Irving Rosenfeld (Christian Bale) and Sydney Prosser (Amy Adams) are tri-state con artists who collect their paychecks cheating down-and-out clients. When FBI agent Richie Di Maso (Bradley Cooper) catches them in the act, he gives them a choice: Work with him, or go to jail. They choose the former, embarking on a chaotic series of con jobs to lure politicians and mobsters into the very hands of the FBI, though personal strife threatens to undermine the entire operation.
Like “Silver Linings” especially, “Hustle” is a movie that caters to an attentive audience. The plot drifts from one story to another, connecting all the loose threads under what passes as a plot-driven umbrella. But the improvisational, jumpy nature of the film points to another, more important focus: intense character drama. With yet another ensemble cast behind him, Russell finds a simple plot to build a story around — con artists help the FBI con “bad” men — but he lets his characters’ actions and emotions dominate the narrative.
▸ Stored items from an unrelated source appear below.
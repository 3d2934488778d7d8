//! Catalog Provider Implementations
//!
//! - `HttpCatalogProvider` - JSON bridge client used in production
//! - `observed` - wraps any provider call with metrics and a debug log
//!
//! The provider trait itself lives in `soundpulse_core::provider`.

mod http;

pub use http::HttpCatalogProvider;

use std::future::Future;
use std::time::Instant;

use serde_json::Value;
use soundpulse_core::{ProviderOperation, ProviderResult};

use crate::telemetry::metrics;

/// Outcome label for a successful provider call.
const OUTCOME_OK: &str = "ok";

/// Await a provider call, recording its duration and outcome.
///
/// The outcome label is `ok` or the effective error kind
/// (`not_found`, `timeout`, `unavailable`, `upstream`).
pub async fn observed<F>(operation: ProviderOperation, call: F) -> ProviderResult<Value>
where
    F: Future<Output = ProviderResult<Value>>,
{
    let start = Instant::now();
    let result = call.await;
    let elapsed = start.elapsed();

    let outcome = match &result {
        Ok(_) => OUTCOME_OK.to_string(),
        Err(e) => e.effective_kind().to_string(),
    };

    if let Some(m) = metrics() {
        m.record_provider_call(operation.as_str(), &outcome, elapsed.as_secs_f64());
    }

    tracing::debug!(
        operation = %operation,
        outcome = %outcome,
        duration_ms = elapsed.as_millis() as u64,
        "Provider call finished"
    );

    result
}
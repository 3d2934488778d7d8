//! OpenAPI Specification for the SoundPulse API
//!
//! Generated with utoipa from route annotations and response types.

use utoipa::OpenApi;

use crate::error::{ApiError, ErrorCode};
use crate::routes::cache::{self, ClearCacheResponse};
use crate::routes::catalog;
use crate::routes::health::{self, HealthResponse, HealthStatus, ProviderStatus, ServiceIndex, ServiceStatus};
use crate::telemetry::metrics;

/// OpenAPI document for the SoundPulse API.
#[derive(OpenApi)]
#[openapi(
    info(
        title = "SoundPulse API",
        version = "0.1.0",
        description = "Caching proxy in front of a music catalog: search, songs, artists, albums, playlists and discovery feeds",
        license(name = "MIT", url = "https://opensource.org/licenses/MIT")
    ),
    servers(
        (url = "http://localhost:5000", description = "Local Development")
    ),
    tags(
        (name = "Search", description = "Catalog search and autocomplete"),
        (name = "Songs", description = "Songs, related tracks and lyrics"),
        (name = "Artists", description = "Artist records and discographies"),
        (name = "Albums", description = "Album details"),
        (name = "Playlists", description = "Playlists and watch queues"),
        (name = "Discovery", description = "Charts, home feed and moods"),
        (name = "Cache", description = "Response cache administration"),
        (name = "Health", description = "Liveness and service index"),
        (name = "Observability", description = "Prometheus metrics")
    ),
    paths(
        // === Catalog Routes ===
        catalog::search,
        catalog::search_suggestions,
        catalog::get_song,
        catalog::get_related,
        catalog::get_lyrics,
        catalog::get_artist,
        catalog::get_artist_albums,
        catalog::get_album,
        catalog::get_playlist,
        catalog::get_watch_playlist,
        catalog::get_charts,
        catalog::get_home,
        catalog::get_mood_categories,
        catalog::get_mood_playlists,

        // === Operations ===
        cache::clear_cache,
        health::index,
        health::health,
        metrics::metrics_handler,
    ),
    components(
        schemas(
            ApiError, ErrorCode,
            ClearCacheResponse,
            HealthResponse, HealthStatus, ServiceIndex, ServiceStatus, ProviderStatus,
        )
    )
)]
pub struct ApiDoc;

impl ApiDoc {
    /// Generate OpenAPI spec as JSON string.
    pub fn to_json() -> Result<String, serde_json::Error> {
        serde_json::to_string_pretty(&Self::openapi())
    }
}
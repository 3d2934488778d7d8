//! Route identities and their cache validity windows.

use serde::{Deserialize, Serialize};
use std::collections::HashMap;
use std::fmt;
use std::time::Duration;

use crate::error::ConfigError;

/// Every cached catalog route.
#[derive(Debug, Clone, Copy, PartialEq, Eq, Hash, PartialOrd, Ord, Serialize, Deserialize)]
#[serde(rename_all = "snake_case")]
pub enum RouteId {
    Search,
    SearchSuggestions,
    Song,
    SongRelated,
    Lyrics,
    Artist,
    ArtistAlbums,
    Album,
    Playlist,
    Watch,
    Charts,
    Home,
    MoodCategories,
    MoodPlaylists,
}

impl RouteId {
    pub const ALL: [RouteId; 14] = [
        RouteId::Search,
        RouteId::SearchSuggestions,
        RouteId::Song,
        RouteId::SongRelated,
        RouteId::Lyrics,
        RouteId::Artist,
        RouteId::ArtistAlbums,
        RouteId::Album,
        RouteId::Playlist,
        RouteId::Watch,
        RouteId::Charts,
        RouteId::Home,
        RouteId::MoodCategories,
        RouteId::MoodPlaylists,
    ];

    /// Stable snake_case name, used in cache keys, metrics labels and env vars.
    pub fn as_str(&self) -> &'static str {
        match self {
            RouteId::Search => "search",
            RouteId::SearchSuggestions => "search_suggestions",
            RouteId::Song => "song",
            RouteId::SongRelated => "song_related",
            RouteId::Lyrics => "lyrics",
            RouteId::Artist => "artist",
            RouteId::ArtistAlbums => "artist_albums",
            RouteId::Album => "album",
            RouteId::Playlist => "playlist",
            RouteId::Watch => "watch",
            RouteId::Charts => "charts",
            RouteId::Home => "home",
            RouteId::MoodCategories => "mood_categories",
            RouteId::MoodPlaylists => "mood_playlists",
        }
    }

    /// Default validity window for cached responses of this route.
    pub fn default_ttl(&self) -> Duration {
        let secs = match self {
            RouteId::SearchSuggestions => 300,
            RouteId::Song | RouteId::SongRelated | RouteId::Watch | RouteId::Home => 600,
            RouteId::Artist => 600,
            RouteId::Playlist => 900,
            RouteId::Album | RouteId::ArtistAlbums | RouteId::MoodPlaylists => 1800,
            RouteId::Search | RouteId::Lyrics | RouteId::Charts => 3600,
            RouteId::MoodCategories => 7200,
        };
        Duration::from_secs(secs)
    }

    /// Environment variable that overrides this route's TTL.
    pub fn ttl_env_var(&self) -> String {
        format!("SOUNDPULSE_TTL_{}_SECS", self.as_str().to_uppercase())
    }
}

impl fmt::Display for RouteId {
    fn fmt(&self, f: &mut fmt::Formatter<'_>) -> fmt::Result {
        f.write_str(self.as_str())
    }
}

// ============================================================================
// TTL CONFIGURATION
// ============================================================================

/// Per-route cache TTL table.
///
/// TTL belongs to the route, never to the store: the dispatcher looks the
/// route up here and hands the duration to the cache on every `put`.
#[derive(Debug, Clone, PartialEq, Eq)]
pub struct CacheTtlConfig {
    ttls: HashMap<RouteId, Duration>,
}

impl Default for CacheTtlConfig {
    fn default() -> Self {
        Self {
            ttls: RouteId::ALL
                .iter()
                .map(|route| (*route, route.default_ttl()))
                .collect(),
        }
    }
}

impl CacheTtlConfig {
    /// Load defaults, then apply `SOUNDPULSE_TTL_<ROUTE>_SECS` overrides.
    pub fn from_env() -> Result<Self, ConfigError> {
        Self::from_lookup(|key| std::env::var(key).ok())
    }

    /// Same as [`CacheTtlConfig::from_env`] with an injectable variable source.
    pub fn from_lookup<F>(lookup: F) -> Result<Self, ConfigError>
    where
        F: Fn(&str) -> Option<String>,
    {
        let mut config = Self::default();
        for route in RouteId::ALL {
            let key = route.ttl_env_var();
            if let Some(raw) = lookup(&key) {
                let secs = raw.trim().parse::<u64>().map_err(|e| ConfigError::InvalidValue {
                    field: key.clone(),
                    value: raw.clone(),
                    reason: e.to_string(),
                })?;
                config.ttls.insert(route, Duration::from_secs(secs));
            }
        }
        Ok(config)
    }

    /// Replace the TTL for one route.
    pub fn with_ttl(mut self, route: RouteId, ttl: Duration) -> Self {
        self.ttls.insert(route, ttl);
        self
    }

    pub fn ttl_for(&self, route: RouteId) -> Duration {
        self.ttls
            .get(&route)
            .copied()
            .unwrap_or_else(|| route.default_ttl())
    }
}
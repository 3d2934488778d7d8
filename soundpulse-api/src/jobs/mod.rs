//! Background Jobs for the SoundPulse API
//!
//! - `cache_sweep`: Drops expired response cache entries
//!
//! # Usage
//!
//! ```ignore
//! use soundpulse_api::jobs::{cache_sweep_task, CacheSweepConfig};
//! use tokio::sync::watch;
//!
//! let (shutdown_tx, shutdown_rx) = watch::channel(false);
//! let config = CacheSweepConfig::from_env();
//! if config.is_enabled() {
//!     tokio::spawn(cache_sweep_task(state.cache.clone(), config, shutdown_rx));
//! }
//!
//! // On shutdown
//! let _ = shutdown_tx.send(true);
//! ```

pub mod cache_sweep;

pub use cache_sweep::{cache_sweep_task, CacheSweepConfig, CacheSweepMetrics, CacheSweepSnapshot};
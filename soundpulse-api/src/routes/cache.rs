//! Cache Administration
//!
//! `POST /api/clear-cache` drops every cached response.

use axum::{extract::State, response::IntoResponse, routing::post, Json, Router};
use serde::{Deserialize, Serialize};

use crate::state::{ApiCache, AppState};
use crate::telemetry::metrics;

/// Result of a cache flush
#[derive(Debug, Clone, Serialize, Deserialize)]
#[cfg_attr(feature = "openapi", derive(utoipa::ToSchema))]
pub struct ClearCacheResponse {
    pub status: String,
    pub message: String,
    /// Number of entries removed
    pub removed: usize,
}

/// POST /api/clear-cache - Flush the response cache
#[utoipa::path(
    post,
    path = "/api/clear-cache",
    tag = "Cache",
    responses(
        (status = 200, description = "Cache cleared", body = ClearCacheResponse),
    ),
)]
pub async fn clear_cache(State(cache): State<ApiCache>) -> impl IntoResponse {
    let removed = cache.clear();
    if let Some(m) = metrics() {
        m.set_cache_entries(cache.len());
    }
    tracing::info!(removed, "Response cache cleared");

    Json(ClearCacheResponse {
        status: "success".to_string(),
        message: "cache cleared".to_string(),
        removed,
    })
}

pub fn create_router(state: AppState) -> Router {
    Router::new()
        .route("/clear-cache", post(clear_cache))
        .with_state(state)
}
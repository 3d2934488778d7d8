//! Utility macros for reducing boilerplate

/// Macro to implement `FromRef<AppState>` for state extractors.
///
/// # Example
/// ```ignore
/// impl_from_ref!(Arc<Dispatcher>, dispatcher);
/// // Expands to:
/// impl axum::extract::FromRef<AppState> for Arc<Dispatcher> {
///     fn from_ref(state: &AppState) -> Self {
///         state.dispatcher.clone()
///     }
/// }
/// ```
#[macro_export]
macro_rules! impl_from_ref {
    ($type:ty, $field:ident) => {
        impl axum::extract::FromRef<$crate::state::AppState> for $type {
            fn from_ref(state: &$crate::state::AppState) -> Self {
                state.$field.clone()
            }
        }
    };
}
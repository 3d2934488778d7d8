//! SoundPulse API Server Entry Point
//!
//! Loads configuration from the environment, connects the catalog provider
//! bridge and starts the Axum HTTP server.

use std::net::SocketAddr;
use std::sync::Arc;

use axum::Router;
use soundpulse_api::constants::{DEFAULT_BIND_HOST, DEFAULT_PORT};
use soundpulse_api::jobs::{cache_sweep_task, CacheSweepConfig};
use soundpulse_api::telemetry::{init_tracing, TelemetryConfig};
use soundpulse_api::{
    create_api_router, ApiCache, ApiConfig, ApiError, ApiResult, AppState, HttpCatalogProvider,
    ProviderConfig,
};
use soundpulse_core::{CacheTtlConfig, CatalogProvider};
use tokio::sync::watch;

#[tokio::main]
async fn main() -> ApiResult<()> {
    let telemetry_config = TelemetryConfig::default();
    init_tracing(&telemetry_config)?;

    let api_config = ApiConfig::from_env();
    let provider_config = ProviderConfig::from_env();
    let ttls = CacheTtlConfig::from_env()?;
    let sweep_config = CacheSweepConfig::from_env();

    let provider: Option<Arc<dyn CatalogProvider>> =
        match HttpCatalogProvider::from_config(&provider_config) {
            Some(provider) => {
                tracing::info!(
                    base_url = %provider.base_url(),
                    timeout_secs = provider_config.timeout.as_secs(),
                    "Catalog provider initialized"
                );
                Some(Arc::new(provider))
            }
            None => {
                tracing::warn!(
                    "Catalog provider not initialized (set SOUNDPULSE_PROVIDER_URL); catalog routes will answer 503"
                );
                None
            }
        };

    let state = AppState::new(provider, ApiCache::in_memory(), ttls);

    let (shutdown_tx, shutdown_rx) = watch::channel(false);
    let sweep_handle = sweep_config
        .is_enabled()
        .then(|| tokio::spawn(cache_sweep_task(state.cache.clone(), sweep_config, shutdown_rx)));

    let app: Router = create_api_router(state, &api_config);

    let addr = resolve_bind_addr(|key| std::env::var(key).ok())?;
    tracing::info!(
        %addr,
        service = %telemetry_config.service_name,
        version = %telemetry_config.service_version,
        "Starting SoundPulse API server"
    );

    let listener = tokio::net::TcpListener::bind(addr)
        .await
        .map_err(|e| ApiError::internal_error(format!("Failed to bind {}: {}", addr, e)))?;

    let server = axum::serve(listener, app);
    tokio::select! {
        result = server => {
            result.map_err(|e| ApiError::internal_error(format!("Server error: {}", e)))?;
        }
        _ = tokio::signal::ctrl_c() => {
            tracing::info!("Shutdown signal received");
        }
    }

    let _ = shutdown_tx.send(true);
    if let Some(handle) = sweep_handle {
        if let Err(e) = handle.await {
            tracing::warn!(error = %e, "Cache sweep task did not shut down cleanly");
        }
    }

    Ok(())
}

/// Bind address from `SOUNDPULSE_API_BIND` and `PORT` (or
/// `SOUNDPULSE_API_PORT`).
fn resolve_bind_addr<F>(lookup: F) -> ApiResult<SocketAddr>
where
    F: Fn(&str) -> Option<String>,
{
    let host = lookup("SOUNDPULSE_API_BIND").unwrap_or_else(|| DEFAULT_BIND_HOST.to_string());
    let port_str = lookup("PORT")
        .or_else(|| lookup("SOUNDPULSE_API_PORT"))
        .unwrap_or_else(|| DEFAULT_PORT.to_string());
    let port = port_str
        .parse::<u16>()
        .map_err(|_| ApiError::invalid_input(format!("Invalid port value: {}", port_str)))?;

    let addr = format!("{}:{}", host, port);
    addr.parse::<SocketAddr>()
        .map_err(|e| ApiError::invalid_input(format!("Invalid bind address {}: {}", addr, e)))
}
Rosenfeld and Prosser deal with the central problem in everyone’s lives: the search for something better. Though they may not know what that better existence is, they are constantly striving for more — more money, more power, more security. And the rest of the cast readily partakes in the crisis. Di Maso wants his career to take off; Mayor Carmine Polito (Jeremy Renner) wants to rejuvenate his community; Rosalynn Rosenfeld (Jennifer Lawrence) just wants someone to love, appreciate and respect her.
As Bale’s character says at one point during the film, life is not black-and-white — it’s gray all the way through. No major character here is unsympathetic. They all have major wants because they’re human beings, and the greatest moments of impact occur when the characters begin to realize that, for one reason or another, they must turn to illicit avenues for satisfaction. Does that make them despicable? Does that make them pathetic? Not quite. There are no judge and juries in this film — only incomplete people tussling with their inadequacies, and we the audience trying to decipher them.
The problem arrives when we try fitting this film into the context of our own narratives. If the world is entirely gray, how can we attempt to pass a sentence on anyone around us? What gives us the right to judge others for their actions or mistakes? Rosenfeld is a con man treading water in a sea of crooks, and as much as anything else, being an outright liar has kept his head above the surface.
At the end of the day, for all the criminality, Russell’s characters still manage to move us because their struggles are tethered to love and family. Even when one couple falls out of it, the capacity to find it elsewhere never diminishes. It’s what hooks them back into a world that can be full of good and gracious people, exposing their nefarious underworld dealings for what they are: a means to an end. That end is survival, and what this particular film paints most poignantly is that survival is not necessarily for one’s own self but rather for the ones we care most about.
“American Hustle” has already won three Golden Globes, and like its predecessor “Silver Linings,” it hopes to stock up on a few Oscars in a couple months as well. And I for one am completely expecting it. Do I think it’s the best film of the season? Do I even think it’s the year’s best white collar-crime film? These are debates for another day. But the central fact remains the same. “Hustle” is a high-quality picture built on high-quality performances: a genuine visual treat and a strong contender this awards season. Only a con man could tell you otherwise.